Filmer les sentiments amoureux a toujours été au cœur de l’art, et notamment du cinéma. Des dizaines de titres nous viennent en tête lorsque l’on évoquent les termes de « romance » ou de « comédie romantiques » : des histoires tragiques comme celle de Rose et Jack dans Titanic ou au contraire celles aux happy-ends réjouissants, comme dans Coup de foudre à Notting Hill par exemple… L’amour est partout. Ainsi, puisque ce sujet domine le medium depuis sa création, il devient de plus en plus difficile de montrer à l’écran des histoires d’amour novatrices, différentes de ce que l’on a vu auparavant tout en restant touchantes. Sans jamais nous connaître coche toutes ces cases : c’est un amour comme on en voit rarement au cinéma, sublimé par la superbe mise en scène de Haigh, et qui m’a profondément ému, comme rarement un film l’a fait en salles.

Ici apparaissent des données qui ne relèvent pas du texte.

fn real(values: &ValueMap, path: &str) -> Result<f64, EngineError> {
    values
        .get(path)
        .filter(|v| !v.is_missing())
        .and_then(Value::as_f64)
        .ok_or_else(|| EngineError::MissingStartValue(path.to_string()))
}

impl Dynamics for YeastBatch {
    fn model_name(&self) -> &str {
        MODEL_NAME
    }

    fn bind(&self, values: &ValueMap) -> Result<Box<dyn BoundSystem>, EngineError> {
        let m = self.marker.as_str();
        let culture = |name: &str| real(values, &format!("bioreactor.culture.{name}"));

        let initial = vec![
            real(values, &format!("bioreactor.V{m}"))?,
            real(values, &format!("bioreactor.m{m}[1]"))?,
            real(values, &format!("bioreactor.m{m}[2]"))?,
            real(values, &format!("bioreactor.m{m}[3]"))?,
        ];

        Ok(Box::new(BoundYeastBatch {
            states: self.states.clone(),
            initial,
            culture: Culture {
                mum: culture("mum")?,
                q_g_max: culture("qGmax")?,
                k_g: culture("kG")?,
                q_gr: culture("qGr")?,
                q_er: culture("qEr")?,
                k_e: culture("kE")?,
                ki_g: culture("kiG")?,
                q_o2_lim: culture("qO2lim")?,
                y_x_gr: culture("YXGr")?,
                y_x_gf: culture("YXGf")?,
                y_e_gf: culture("YEGf")?,
                y_x_er: culture("YXEr")?,
                a_o2_g: culture("aO2G")?,
                a_o2_e: culture("aO2E")?,
            },
        }))
    }
}

#[derive(Debug, Clone, Copy)]
struct Culture {
    mum: f64,
    q_g_max: f64,
    k_g: f64,
    q_gr: f64,
    q_er: f64,
    k_e: f64,
    ki_g: f64,
    q_o2_lim: f64,
    y_x_gr: f64,
    y_x_gf: f64,
    y_e_gf: f64,
    y_x_er: f64,
    a_o2_g: f64,
    a_o2_e: f64,
}

/// Specific fluxes of the culture at one broth composition.
#[derive(Debug, Clone, Copy, PartialEq)]
struct Fluxes {
    glucose_respired: f64,
    glucose_fermented: f64,
    ethanol_respired: f64,
    mu: f64,
    oxygen: f64,
}

impl Culture {
    fn fluxes(&self, glucose: f64, ethanol: f64) -> Fluxes {
        let glucose = glucose.max(0.0);
        let ethanol = ethanol.max(0.0);

        let uptake = self.q_g_max * glucose / (self.k_g + glucose);
        let respired = uptake.min(self.q_gr).min(self.q_o2_lim / self.a_o2_g);
        let fermented = uptake - respired;

        let oxygen_left = (self.q_o2_lim - self.a_o2_g * respired).max(0.0);
        let ethanol_respired = (self.q_er * ethanol / (self.k_e + ethanol)
            * self.ki_g
            / (self.ki_g + glucose))
            .min(oxygen_left / self.a_o2_e);

        let mu = self.y_x_gr * respired + self.y_x_gf * fermented + self.y_x_er * ethanol_respired;
        let scale = if mu > self.mum { self.mum / mu } else { 1.0 };

        let glucose_respired = scale * respired;
        let ethanol_respired = scale * ethanol_respired;
        Fluxes {
            glucose_respired,
            glucose_fermented: scale * fermented,
            ethanol_respired,
            mu: scale * mu,
            oxygen: self.a_o2_g * glucose_respired + self.a_o2_e * ethanol_respired,
        }
    }

    /// Net specific rates of X, G and E in g/(g*h).
    fn rates(&self, fluxes: &Fluxes) -> [f64; 3] {
        [
            fluxes.mu,
            -(fluxes.glucose_respired + fluxes.glucose_fermented),
            self.y_e_gf * fluxes.glucose_fermented - fluxes.ethanol_respired,
        ]
    }
}

struct BoundYeastBatch {
    states: Vec<String>,
    initial: Vec<f64>,
    culture: Culture,
}

impl BoundYeastBatch {
    fn concentrations(y: &[f64]) -> [f64; 3] {
        let volume = y[0];
        [y[1] / volume, y[2] / volume, y[3] / volume]
    }
}

impl BoundSystem for BoundYeastBatch {
    fn state_names(&self) -> &[String] {
        &self.states
    }

    fn initial_state(&self) -> Vec<f64> {
        self.initial.clone()
    }

    fn rhs(&self, _t: f64, y: &[f64], dy: &mut [f64]) {
        let c = Self::concentrations(y);
        let fluxes = self.culture.fluxes(c[1], c[2]);
        let q = self.culture.rates(&fluxes);
        let cells = y[1].max(0.0);

        dy[0] = 0.0;
        for i in 0..3 {
            dy[i + 1] = q[i] * cells;
        }
    }

    fn outputs(&self, _t: f64, y: &[f64]) -> Vec<(String, f64)> {
        let c = Self::concentrations(y);
        let fluxes = self.culture.fluxes(c[1], c[2]);
        let q = self.culture.rates(&fluxes);

        let mut outputs = Vec::with_capacity(8);
        for i in 0..3 {
            outputs.push((format!("bioreactor.c[{}]", i + 1), c[i]));
            outputs.push((format!("bioreactor.culture.q[{}]", i + 1), q[i]));
        }
        outputs.push(("bioreactor.culture.mu".to_string(), fluxes.mu));
        outputs.push(("bioreactor.culture.qO2".to_string(), fluxes.oxygen));
        outputs
    }
}

#[cfg(test)]
mod tests {
    use approx::assert_relative_eq;

    use super::*;

    fn culture() -> Culture {
        let unit = yeast_batch_unit(InitialValueMarker::Start);
        let values = unit.merged_values(&ValueMap::new());
        let m = |name: &str| real(&values, &format!("bioreactor.culture.{name}")).unwrap();
        Culture {
            mum: m("mum"),
            q_g_max: m("qGmax"),
            k_g: m("kG"),
            q_gr: m("qGr"),
            q_er: m("qEr"),
            k_e: m("kE"),
            ki_g: m("kiG"),
            q_o2_lim: m("qO2lim"),
            y_x_gr: m("YXGr"),
            y_x_gf: m("YXGf"),
            y_e_gf: m("YEGf"),
            y_x_er: m("YXEr"),
            a_o2_g: m("aO2G"),
            a_o2_e: m("aO2E"),
        }
    }

    #[test]
    fn test_description_declares_states_through_derivatives() {
        let description = yeast_batch_description(InitialValueMarker::Start);
        assert_eq!(
            description.state_names(),
            vec![
                "bioreactor.V",
                "bioreactor.m[1]",
                "bioreactor.m[2]",
                "bioreactor.m[3]"
            ]
        );
    }

    #[test]
    fn test_description_uses_marker() {
        let zero = yeast_batch_description(InitialValueMarker::Zero);
        assert!(zero.variable("bioreactor.V_0").is_some());
        assert!(zero.variable("bioreactor.m_0[2]").is_some());
        assert!(zero.variable("bioreactor.V_start").is_none());
    }

    #[test]
    fn test_overflow_at_high_glucose() {
        let fluxes = culture().fluxes(20.0, 0.0);
        assert!(fluxes.glucose_fermented > 0.0);
        assert_relative_eq!(fluxes.glucose_respired, 0.5);
        assert_relative_eq!(fluxes.ethanol_respired, 0.0);
    }

    #[test]
    fn test_ethanol_respired_without_glucose() {
        let fluxes = culture().fluxes(0.0, 2.0);
        assert_relative_eq!(fluxes.glucose_fermented, 0.0);
        assert!(fluxes.ethanol_respired > 0.0);
        assert!(fluxes.oxygen <= 0.010 + 1e-12);
    }

    #[test]
    fn test_growth_rate_capped_at_mum() {
        let mut culture = culture();
        culture.mum = 0.1;
        let fluxes = culture.fluxes(20.0, 0.0);
        assert_relative_eq!(fluxes.mu, 0.1, epsilon = 1e-12);
    }

    #[test]
    fn test_bind_reports_missing_start() {
        let unit = yeast_batch_unit(InitialValueMarker::Start);
        let mut values = unit.merged_values(&ValueMap::new());
        values.remove("bioreactor.culture.mum");
        let err = unit.dynamics().bind(&values).err().unwrap();
        assert!(matches!(err, EngineError::MissingStartValue(path) if path == "bioreactor.culture.mum"));
    }
}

Solitaire et emprisonné dans un quotidien monotone, Adam habite dans un immeuble presque totalement inhabité de Londres. Un soir, il fait la rencontre d’un de ses voisins, l’énigmatique Harry, avec lequel il va progressivement se rapprocher. Mais cet amour naissant va être mis à l’épreuve lorsqu’un jour, alors qu’il retourne dans sa maison d’enfance, Adam retrouve ses parents, inchangés depuis leurs morts il y a plus de 30 ans dans un accident de voiture. Sans jamais nous connaître nous propose d’assister à ces retrouvailles chargées d’émotions, entre un fils et ses parents, qui a bien des égards se rencontrent véritablement pour la première fois. Ainsi, le long-métrage est bien au-delà de la simple romance, c’est un film sur l’amour, sous toutes ses formes.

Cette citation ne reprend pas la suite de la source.